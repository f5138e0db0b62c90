use crate::content::{CollisionPolicy, ContentStore};
use crate::ipc::error::err;
use crate::ipc::types::{AppState, Request};
use serde_json::Value as JsonValue;

pub fn content<'a>(state: &'a AppState, req: &Request) -> Result<&'a ContentStore, JsonValue> {
    state
        .content
        .as_ref()
        .ok_or_else(|| err(&req.id, "no_workspace", "select a content root first", None))
}

pub fn required_str(req: &Request, key: &str) -> Result<String, JsonValue> {
    req.params
        .get(key)
        .and_then(|v| v.as_str())
        .map(|v| v.trim().to_string())
        .filter(|s| !s.is_empty())
        .ok_or_else(|| err(&req.id, "bad_params", format!("missing {}", key), None))
}

/// Optional string field; absent or null reads as "". Emptiness is left to the assemblers.
pub fn opt_str(params: &JsonValue, key: &str, req: &Request) -> Result<String, JsonValue> {
    match params.get(key) {
        None | Some(JsonValue::Null) => Ok(String::new()),
        Some(v) => v
            .as_str()
            .map(str::to_string)
            .ok_or_else(|| err(&req.id, "bad_params", format!("{} must be string", key), None)),
    }
}

pub fn opt_bool(
    params: &JsonValue,
    key: &str,
    default: bool,
    req: &Request,
) -> Result<bool, JsonValue> {
    match params.get(key) {
        None | Some(JsonValue::Null) => Ok(default),
        Some(v) => v
            .as_bool()
            .ok_or_else(|| err(&req.id, "bad_params", format!("{} must be boolean", key), None)),
    }
}

pub fn opt_f64(
    params: &JsonValue,
    key: &str,
    default: f64,
    req: &Request,
) -> Result<f64, JsonValue> {
    match params.get(key) {
        None | Some(JsonValue::Null) => Ok(default),
        Some(v) => v
            .as_f64()
            .ok_or_else(|| err(&req.id, "bad_params", format!("{} must be number", key), None)),
    }
}

/// Array of strings, or one string holding one item per line (how the form's text areas send
/// choices).
pub fn string_list(params: &JsonValue, key: &str, req: &Request) -> Result<Vec<String>, JsonValue> {
    match params.get(key) {
        None | Some(JsonValue::Null) => Ok(Vec::new()),
        Some(JsonValue::String(s)) => Ok(s.lines().map(str::to_string).collect()),
        Some(JsonValue::Array(arr)) => {
            let mut out = Vec::with_capacity(arr.len());
            for item in arr {
                let Some(s) = item.as_str() else {
                    return Err(err(
                        &req.id,
                        "bad_params",
                        format!("{} must be array of strings", key),
                        None,
                    ));
                };
                out.push(s.to_string());
            }
            Ok(out)
        }
        Some(_) => Err(err(
            &req.id,
            "bad_params",
            format!("{} must be array of strings", key),
            None,
        )),
    }
}

pub fn opt_parsed<T>(params: &JsonValue, key: &str, req: &Request) -> Result<Option<T>, JsonValue>
where
    T: std::str::FromStr<Err = String>,
{
    match params.get(key) {
        None | Some(JsonValue::Null) => Ok(None),
        Some(JsonValue::String(s)) if s.trim().is_empty() => Ok(None),
        Some(JsonValue::String(s)) => s
            .trim()
            .parse::<T>()
            .map(Some)
            .map_err(|m| err(&req.id, "bad_params", format!("{}: {}", key, m), None)),
        Some(_) => Err(err(&req.id, "bad_params", format!("{} must be string", key), None)),
    }
}

/// Per-request `collisionPolicy`, falling back to the daemon default.
pub fn collision_policy(state: &AppState, req: &Request) -> Result<CollisionPolicy, JsonValue> {
    Ok(opt_parsed(&req.params, "collisionPolicy", req)?.unwrap_or(state.collision_policy))
}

• • •

--- PROBLEM DETAILS ---
The records above are to be duplicated word for word.

--- TASK ANSWER ---
repository f5138e0db0b62c90
use crate::content::{CollisionPolicy, ContentStore};
use crate::ipc::error::err;
use crate::ipc::types::{AppState, Request};
use serde_json::Value as JsonValue;

pub fn content<'a>(state: &'a AppState, req: &Request) -> Result<&'a ContentStore, JsonValue> {
    state
        .content
        .as_ref()
        .ok_or_else(|| err(&req.id, "no_workspace", "select a content root first", None))
}

pub fn required_str(req: &Request, key: &str) -> Result<String, JsonValue> {
    req.params
        .get(key)
        .and_then(|v| v.as_str())
        .map(|v| v.trim().to_string())
        .filter(|s| !s.is_empty())
        .ok_or_else(|| err(&req.id, "bad_params", format!("missing {}", key), None))
}

/// Optional string field; absent or null reads as "". Emptiness is left to the assemblers.
pub fn opt_str(params: &JsonValue, key: &str, req: &Request) -> Result<String, JsonValue> {
    match params.get(key) {
        None | Some(JsonValue::Null) => Ok(String::new()),
        Some(v) => v
            .as_str()
            .map(str::to_string)
            .ok_or_else(|| err(&req.id, "bad_params", format!("{} must be string", key), None)),
    }
}

pub fn opt_bool(
    params: &JsonValue,
    key: &str,
    default: bool,
    req: &Request,
) -> Result<bool, JsonValue> {
    match params.get(key) {
        None | Some(JsonValue::Null) => Ok(default),
        Some(v) => v
            .as_bool()
            .ok_or_else(|| err(&req.id, "bad_params", format!("{} must be boolean", key), None)),
    }
}

pub fn opt_f64(
    params: &JsonValue,
    key: &str,
    default: f64,
    req: &Request,
) -> Result<f64, JsonValue> {
    match params.get(key) {
        None | Some(JsonValue::Null) => Ok(default),
        Some(v) => v
            .as_f64()
            .ok_or_else(|| err(&req.id, "bad_params", format!("{} must be number", key), None)),
    }
}

/// Array of strings, or one string holding one item per line (how the form's text areas send
/// choices).
pub fn string_list(params: &JsonValue, key: &str, req: &Request) -> Result<Vec<String>, JsonValue> {
    match params.get(key) {
        None | Some(JsonValue::Null) => Ok(Vec::new()),
        Some(JsonValue::String(s)) => Ok(s.lines().map(str::to_string).collect()),
        Some(JsonValue::Array(arr)) => {
            let mut out = Vec::with_capacity(arr.len());
            for item in arr {
                let Some(s) = item.as_str() else {
                    return Err(err(
                        &req.id,
                        "bad_params",
                        format!("{} must be array of strings", key),
                        None,
                    ));
                };
                out.push(s.to_string());
            }
            Ok(out)
        }
        Some(_) => Err(err(
            &req.id,
            "bad_params",
            format!("{} must be array of strings", key),
            None,
        )),
    }
}

pub fn opt_parsed<T>(params: &JsonValue, key: &str, req: &Request) -> Result<Option<T>, JsonValue>
where
    T: std::str::FromStr<Err = String>,
{
    match params.get(key) {
        None | Some(JsonValue::Null) => Ok(None),
        Some(JsonValue::String(s)) if s.trim().is_empty() => Ok(None),
        Some(JsonValue::String(s)) => s
            .trim()
            .parse::<T>()
            .map(Some)
            .map_err(|m| err(&req.id, "bad_params", format!("{}: {}", key, m), None)),
        Some(_) => Err(err(&req.id, "bad_params", format!("{} must be string", key), None)),
    }
}

/// Per-request `collisionPolicy`, falling back to the daemon default.
pub fn collision_policy(state: &AppState, req: &Request) -> Result<CollisionPolicy, JsonValue> {
    Ok(opt_parsed(&req.params, "collisionPolicy", req)?.unwrap_or(state.collision_policy))
}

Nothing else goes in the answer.